Часть залов оказалась закрыта, и расстроенный Борис топтался у нескольких полотен, то отходя от «Плана Толедо», то возвращаясь к нему опять… Я в таких случаях – а таких случаев у меня, жены и дочери художника, – большая часть жизни, – привыкла вести себя как умная лошадь, которая ничем не беспокоит хозяина. Трогается с места и идет сзади или останавливается и пощипывает себе травку у забора, если хозяин встретил кого-то из приятелей…
А мой муж то и дело встречал приятелей на картинах Эль Греко, графов и святых, похожих на домовых, – странных людей с вытянутыми лицами и острыми ушами, с нечеловечески длинными паучьими пальцами…

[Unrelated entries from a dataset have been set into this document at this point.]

//! Simulated PCF8574 + HD44780 pair for tests.
//!
//! Records every expander write and delay, and decodes enable pulses into
//! controller commands and DDRAM contents so tests can assert on what the
//! screen would show.

use super::hd44780::{bits, BusFault, ROW_OFFSETS};
use embedded_hal::delay::DelayNs;
use embedded_hal::i2c::{ErrorKind, ErrorType, I2c, NoAcknowledgeSource, Operation};
use std::sync::{Arc, Mutex};

#[derive(Debug, Clone, Copy, PartialEq, Eq)]
pub enum BusEvent {
    Write(u8),
    DelayNs(u32),
}

#[derive(Debug, Clone, Copy, PartialEq, Eq)]
pub enum SimError {
    NoAcknowledge,
    Timeout,
}

impl embedded_hal::i2c::Error for SimError {
    fn kind(&self) -> ErrorKind {
        match self {
            SimError::NoAcknowledge => ErrorKind::NoAcknowledge(NoAcknowledgeSource::Address),
            SimError::Timeout => ErrorKind::Other,
        }
    }
}

impl BusFault for SimError {
    fn is_timeout(&self) -> bool {
        *self == SimError::Timeout
    }
}

struct SimState {
    events: Vec<BusEvent>,
    commands: Vec<u8>,
    fault: Option<SimError>,
    last_write: Option<u8>,
    four_bit: bool,
    pending_high: Option<u8>,
    ddram: [u8; 128],
    address: u8,
    columns: u8,
}

impl SimState {
    fn on_write(&mut self, byte: u8) {
        self.events.push(BusEvent::Write(byte));

        let falling_edge = matches!(
            self.last_write,
            Some(prev) if prev & bits::ENABLE != 0 && prev & !bits::ENABLE == byte
        );
        self.last_write = Some(byte);

        if falling_edge {
            self.latch(byte >> 4, byte & bits::REGISTER_SELECT != 0);
        }
    }

    fn latch(&mut self, nibble: u8, data: bool) {
        if !self.four_bit {
            // 8-bit interface: only the upper data lines are wired
            if nibble == 0x2 {
                self.four_bit = true;
            }
            return;
        }

        match self.pending_high.take() {
            None => self.pending_high = Some(nibble),
            Some(high) => {
                let value = (high << 4) | nibble;
                if data {
                    self.write_data(value);
                } else {
                    self.execute(value);
                }
            }
        }
    }

    fn execute(&mut self, command: u8) {
        self.commands.push(command);
        if command & 0x80 != 0 {
            self.address = command & 0x7F;
        } else if command == 0x01 {
            self.ddram = [b' '; 128];
            self.address = 0;
        } else if command & 0xFE == 0x02 {
            self.address = 0;
        }
    }

    fn write_data(&mut self, value: u8) {
        self.ddram[self.address as usize] = value;
        self.address = (self.address + 1) & 0x7F;
    }
}

/// Shared handle to the simulated bus; clones observe the same state
#[derive(Clone)]
pub struct SimBus {
    state: Arc<Mutex<SimState>>,
}

impl SimBus {
    pub fn new(columns: u8) -> Self {
        Self {
            state: Arc::new(Mutex::new(SimState {
                events: Vec::new(),
                commands: Vec::new(),
                fault: None,
                last_write: None,
                four_bit: false,
                pending_high: None,
                ddram: [b' '; 128],
                address: 0,
                columns,
            })),
        }
    }

    /// Delay source that records into this bus' event log
    pub fn delay(&self) -> SimDelay {
        SimDelay {
            state: Arc::clone(&self.state),
        }
    }

    /// Reject every transaction with a missing acknowledge
    pub fn set_failing(&self, failing: bool) {
        self.state.lock().unwrap().fault = failing.then_some(SimError::NoAcknowledge);
    }

    /// Reject every transaction as timed out
    pub fn set_timing_out(&self, timing_out: bool) {
        self.state.lock().unwrap().fault = timing_out.then_some(SimError::Timeout);
    }

    pub fn clear_events(&self) {
        let mut state = self.state.lock().unwrap();
        state.events.clear();
        state.commands.clear();
    }

    pub fn events(&self) -> Vec<BusEvent> {
        self.state.lock().unwrap().events.clone()
    }

    pub fn writes(&self) -> Vec<u8> {
        self.events()
            .into_iter()
            .filter_map(|e| match e {
                BusEvent::Write(b) => Some(b),
                BusEvent::DelayNs(_) => None,
            })
            .collect()
    }

    /// Commands decoded since the last `clear_events`
    pub fn commands(&self) -> Vec<u8> {
        self.state.lock().unwrap().commands.clone()
    }

    pub fn is_four_bit(&self) -> bool {
        self.state.lock().unwrap().four_bit
    }

    /// Current DDRAM address counter
    pub fn cursor(&self) -> u8 {
        self.state.lock().unwrap().address
    }

    /// Visible text of a row, padded to the column count
    pub fn row_text(&self, row: usize) -> String {
        let state = self.state.lock().unwrap();
        let start = ROW_OFFSETS[row] as usize;
        let end = start + state.columns as usize;
        state.ddram[start..end].iter().map(|&b| b as char).collect()
    }

    /// Visible text of a row without trailing padding
    pub fn line(&self, row: usize) -> String {
        self.row_text(row).trim_end().to_string()
    }
}

impl ErrorType for SimBus {
    type Error = SimError;
}

impl I2c for SimBus {
    fn transaction(
        &mut self,
        _address: u8,
        operations: &mut [Operation<'_>],
    ) -> Result<(), Self::Error> {
        let mut state = self.state.lock().unwrap();
        if let Some(fault) = state.fault {
            return Err(fault);
        }

        for op in operations.iter_mut() {
            match op {
                Operation::Write(bytes) => {
                    for &b in bytes.iter() {
                        state.on_write(b);
                    }
                }
                Operation::Read(buf) => buf.fill(0),
            }
        }
        Ok(())
    }
}

pub struct SimDelay {
    state: Arc<Mutex<SimState>>,
}

impl DelayNs for SimDelay {
    fn delay_ns(&mut self, ns: u32) {
        self.state.lock().unwrap().events.push(BusEvent::DelayNs(ns));
    }

    fn delay_us(&mut self, us: u32) {
        self.delay_ns(us.saturating_mul(1_000));
    }

    fn delay_ms(&mut self, ms: u32) {
        self.delay_ns(ms.saturating_mul(1_000_000));
    }
}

Я забрела в соседний зал, где были выставлены картины современных Эль Греко художников. Вот, мол, одновременно с гением жили и работали в Толедо всякие разные прочие неплохие мастера. И так я двигалась от картины к картине, обегая безразличным взглядом выпукло маслянистые складки одежд очередных Иоаннов Крестителей и святых Идельфосо, пока случайно не наткнулась на табличку с фамилией «Эспиноса».
Художник по фамилии Эспиноса, родившийся в 1600-м, а умерший аж в 1680-м, написал эту огромную картину с очередным святым, спустившимся с небес, чтобы благословить очередную кающуюся грешницу.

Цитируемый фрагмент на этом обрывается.